- _Input data_:
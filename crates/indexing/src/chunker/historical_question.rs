use super::{base_meta, MdlChunker};
use crate::mdl::Mdl;
use mdl_index_common::{CollectionKind, Document};
use serde_json::json;

/// Turns views saved from an answered question into question documents, so similar
/// questions can be matched to an existing view.
#[derive(Debug, Clone, Default)]
pub struct HistoricalQuestionChunker;

impl MdlChunker for HistoricalQuestionChunker {
    fn kind(&self) -> CollectionKind {
        CollectionKind::HistoricalQuestion
    }

    fn chunk(&self, mdl: &Mdl, project_id: Option<&str>) -> Vec<Document> {
        mdl.views
            .iter()
            .filter_map(|view| {
                let question = view.properties.question()?;
                let mut meta = base_meta(project_id);
                meta.insert("summary".to_string(), json!(view.properties.summary().unwrap_or_default()));
                meta.insert("statement".to_string(), json!(view.statement));
                meta.insert("viewId".to_string(), json!(view.properties.view_id().unwrap_or_default()));
                Some(Document::new(question, meta))
            })
            .collect()
    }
}
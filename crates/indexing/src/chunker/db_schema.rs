use super::{base_meta, properties_comment, MdlChunker};
use crate::mdl::{Column, JoinType, Mdl, Metric, Model, Relationship, View};
use mdl_index_common::{CollectionKind, Document, DocumentType};
use serde_json::{json, Value};
use tracing::{debug, warn};

/// Splits an MDL into DDL-like chunks: one `TABLE` chunk per model followed by
/// `TABLE_COLUMNS` chunks of at most `column_batch_size` entries, plus one chunk per
/// metric and view.
#[derive(Debug, Clone)]
pub struct DdlChunker {
    column_batch_size: usize,
}

impl Default for DdlChunker {
    fn default() -> Self {
        Self::new(50)
    }
}

impl DdlChunker {
    pub fn new(column_batch_size: usize) -> Self {
        Self {
            column_batch_size: column_batch_size.max(1),
        }
    }

    fn document(&self, name: &str, chunk: Value, project_id: Option<&str>) -> Document {
        let mut meta = base_meta(project_id);
        meta.insert("type".to_string(), json!(DocumentType::TableSchema));
        meta.insert("name".to_string(), json!(name));
        Document::new(chunk.to_string(), meta)
    }

    fn model_chunks(&self, mdl: &Mdl, model: &Model) -> Vec<Value> {
        let mut chunks = vec![json!({
            "type": "TABLE",
            "comment": properties_comment(&model.properties),
            "name": model.name,
        })];

        let primary_key = model.primary_key.as_deref();
        let mut entries: Vec<Value> = model
            .columns
            .iter()
            .filter(|column| column.relationship.is_none())
            .map(|column| column_entry(column, primary_key))
            .collect();

        entries.extend(
            mdl.relationships
                .iter()
                .filter(|rel| rel.models.iter().any(|m| *m == model.name))
                .filter_map(|rel| foreign_key_entry(rel, &model.name)),
        );

        for batch in entries.chunks(self.column_batch_size) {
            chunks.push(json!({
                "type": "TABLE_COLUMNS",
                "columns": batch,
            }));
        }
        chunks
    }

    fn metric_chunk(&self, metric: &Metric) -> Value {
        let columns: Vec<Value> = metric
            .dimension
            .iter()
            .chain(metric.measure.iter())
            .map(|column| column_entry(column, None))
            .collect();

        json!({
            "type": "METRIC",
            "comment": properties_comment(&metric.properties),
            "name": metric.name,
            "columns": columns,
            "base_object": metric.base_object,
        })
    }

    fn view_chunk(&self, view: &View) -> Value {
        json!({
            "type": "VIEW",
            "comment": properties_comment(&view.properties),
            "name": view.name,
            "statement": view.statement,
        })
    }
}

impl MdlChunker for DdlChunker {
    fn kind(&self) -> CollectionKind {
        CollectionKind::DbSchema
    }

    fn chunk(&self, mdl: &Mdl, project_id: Option<&str>) -> Vec<Document> {
        let mut documents = Vec::new();

        for model in &mdl.models {
            for chunk in self.model_chunks(mdl, model) {
                documents.push(self.document(&model.name, chunk, project_id));
            }
        }
        for metric in &mdl.metrics {
            documents.push(self.document(&metric.name, self.metric_chunk(metric), project_id));
        }
        for view in &mdl.views {
            documents.push(self.document(&view.name, self.view_chunk(view), project_id));
        }

        debug!("DDL chunker produced {} documents", documents.len());
        documents
    }
}

fn column_entry(column: &Column, primary_key: Option<&str>) -> Value {
    let mut comment = properties_comment(&column.properties);
    if column.is_calculated {
        comment.push_str("-- This column is a Calculated Field\n  ");
        if let Some(expression) = &column.expression {
            comment.push_str(&format!("-- column expression: {}\n  ", expression));
        }
    }

    json!({
        "type": "COLUMN",
        "comment": comment,
        "name": column.name,
        "data_type": column.data_type,
        "is_primary_key": primary_key == Some(column.name.as_str()),
        "not_null": column.not_null,
    })
}

/// `table.column` on either side of an equality condition.
fn parse_condition(condition: &str) -> Option<((&str, &str), (&str, &str))> {
    let (left, right) = condition.split_once('=')?;
    Some((parse_qualified_column(left)?, parse_qualified_column(right)?))
}

fn parse_qualified_column(s: &str) -> Option<(&str, &str)> {
    let (table, column) = s.trim().rsplit_once('.')?;
    let (table, column) = (table.trim(), column.trim());
    (!table.is_empty() && !column.is_empty()).then_some((table, column))
}

/// `FOREIGN_KEY` entry for `table_name`, if that table owns the key of `relationship`.
fn foreign_key_entry(relationship: &Relationship, table_name: &str) -> Option<Value> {
    let [first, second] = relationship.models.as_slice() else {
        warn!(
            "Relationship {} does not join exactly two models, skipping",
            relationship.name
        );
        return None;
    };

    let Some((left, right)) = parse_condition(&relationship.condition) else {
        warn!(
            "Relationship {} has malformed condition '{}', skipping",
            relationship.name, relationship.condition
        );
        return None;
    };

    // column of `first` and column of `second`, whatever order the condition uses
    let (first_column, second_column) = if left.0 == first && right.0 == second {
        (left.1, right.1)
    } else if left.0 == second && right.0 == first {
        (right.1, left.1)
    } else {
        warn!(
            "Relationship {} condition '{}' does not reference {} and {}, skipping",
            relationship.name, relationship.condition, first, second
        );
        return None;
    };

    let (owner, fk_column, referenced_table, referenced_column) = match relationship.join_type {
        JoinType::ManyToOne | JoinType::OneToOne => (first, first_column, second, second_column),
        JoinType::OneToMany => (second, second_column, first, first_column),
        JoinType::ManyToMany => return None,
    };
    if owner != table_name {
        return None;
    }

    let comment = format!(
        "-- {}\n  ",
        json!({
            "condition": relationship.condition,
            "joinType": relationship.join_type.to_string(),
        })
    );

    Some(json!({
        "type": "FOREIGN_KEY",
        "comment": comment,
        "constraint": format!(
            "FOREIGN KEY ({}) REFERENCES {}({})",
            fk_column, referenced_table, referenced_column
        ),
        "tables": relationship.models,
    }))
}
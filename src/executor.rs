//! Tool dispatch
//!
//! Resolves requested calls against the registry, runs the approval
//! round-trip, executes, and normalizes every failure into a
//! `ToolResult::Failed`. Nothing a tool does escapes to the agent loop.

use crate::message::ToolCall;
use crate::tool::{validate_arguments, ToolContext, ToolDefinition, ToolRegistry, ToolResult};
use futures::FutureExt;
use serde_json::Value;
use std::panic::AssertUnwindSafe;
use std::sync::Arc;

/// Output for a call the host declined
pub const REJECTED_MESSAGE: &str = "User rejected the action.";

/// A tool invocation to dispatch
#[derive(Debug, Clone, PartialEq, Eq)]
pub struct ToolExecutionRequest {
    pub call_id: String,
    pub tool_name: String,
    /// Raw argument string as streamed by the model
    pub arguments: String,
}

impl From<&ToolCall> for ToolExecutionRequest {
    fn from(call: &ToolCall) -> Self {
        Self {
            call_id: call.id.clone(),
            tool_name: call.function.name.clone(),
            arguments: call.function.arguments.clone(),
        }
    }
}

/// Outcome of one dispatched call
#[derive(Debug, Clone, PartialEq)]
pub struct ToolExecutionResult {
    pub call_id: String,
    pub tool_name: String,
    pub result: ToolResult,
}

/// Executes tool calls one at a time against a registry
#[derive(Clone)]
pub struct ToolExecutor {
    registry: Arc<ToolRegistry>,
    context: ToolContext,
}

impl ToolExecutor {
    pub fn new(registry: Arc<ToolRegistry>, context: ToolContext) -> Self {
        Self { registry, context }
    }

    pub fn registry(&self) -> &Arc<ToolRegistry> {
        &self.registry
    }

    pub fn context(&self) -> &ToolContext {
        &self.context
    }

    /// Execute a single request
    pub async fn execute(&self, request: ToolExecutionRequest) -> ToolExecutionResult {
        let result = self.dispatch(&request).await;

        if result.is_success() {
            tracing::debug!(tool = %request.tool_name, call_id = %request.call_id, "Tool call succeeded");
        } else {
            tracing::info!(
                tool = %request.tool_name,
                call_id = %request.call_id,
                reason = %result.output(),
                "Tool call failed"
            );
        }

        ToolExecutionResult {
            call_id: request.call_id,
            tool_name: request.tool_name,
            result,
        }
    }

    /// Execute requests strictly in order; each finishes before the next starts
    pub async fn execute_all(&self, requests: Vec<ToolExecutionRequest>) -> Vec<ToolExecutionResult> {
        let mut results = Vec::with_capacity(requests.len());
        for request in requests {
            results.push(self.execute(request).await);
        }
        results
    }

    async fn dispatch(&self, request: &ToolExecutionRequest) -> ToolResult {
        let Some(tool) = self.registry.get(&request.tool_name) else {
            return ToolResult::failed(format!("Unknown tool: {}", request.tool_name));
        };

        let args = match parse_arguments(&request.arguments) {
            Ok(args) => args,
            Err(e) => {
                return ToolResult::failed(format!(
                    "Invalid arguments for {}: {}",
                    request.tool_name, e
                ))
            }
        };

        let definition = tool.definition();
        if let Err(e) = validate_arguments(&definition.parameters, &args) {
            return ToolResult::failed(format!("Invalid arguments for {}: {}", request.tool_name, e));
        }

        if tool.requires_approval() {
            let description = format!("Tool execution: {}", definition.name);
            let details = describe_call(&definition, &args);
            let approved = self
                .context
                .host
                .request_approval(&description, &details, None)
                .await;
            tracing::info!(tool = %request.tool_name, approved, "Approval decision");
            if !approved {
                return ToolResult::failed(REJECTED_MESSAGE);
            }
        }

        match AssertUnwindSafe(tool.execute(args, &self.context))
            .catch_unwind()
            .await
        {
            Ok(Ok(output)) => ToolResult::Ok(output),
            Ok(Err(e)) => ToolResult::failed(format!("Tool execution error: {}", e)),
            Err(panic) => {
                let message = panic
                    .downcast_ref::<&str>()
                    .map(|s| s.to_string())
                    .or_else(|| panic.downcast_ref::<String>().cloned())
                    .unwrap_or_else(|| "tool panicked".to_string());
                ToolResult::failed(format!("Tool execution error: {}", message))
            }
        }
    }
}

/// Empty argument strings are read as `{}`
fn parse_arguments(raw: &str) -> Result<Value, serde_json::Error> {
    if raw.trim().is_empty() {
        return Ok(Value::Object(Default::default()));
    }
    serde_json::from_str(raw)
}

/// Human-readable summary shown to whoever approves the call
fn describe_call(definition: &ToolDefinition, args: &Value) -> String {
    let mut lines = vec![
        format!("Tool: {}", definition.name),
        format!("Description: {}", definition.description),
        "Parameters:".to_string(),
    ];
    if let Some(map) = args.as_object() {
        for (key, value) in map {
            let rendered = serde_json::to_string_pretty(value).unwrap_or_else(|_| value.to_string());
            lines.push(format!("  {}: {}", key, rendered));
        }
    }
    lines.join("\n")
}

- _Your task_:
Which lines above hold the string "async"? Show each of them.

- _Result of this task_:
    pub async fn execute(&self, request: ToolExecutionRequest) -> ToolExecutionResult {
    pub async fn execute_all(&self, requests: Vec<ToolExecutionRequest>) -> Vec<ToolExecutionResult> {
    async fn dispatch(&self, request: &ToolExecutionRequest) -> ToolResult {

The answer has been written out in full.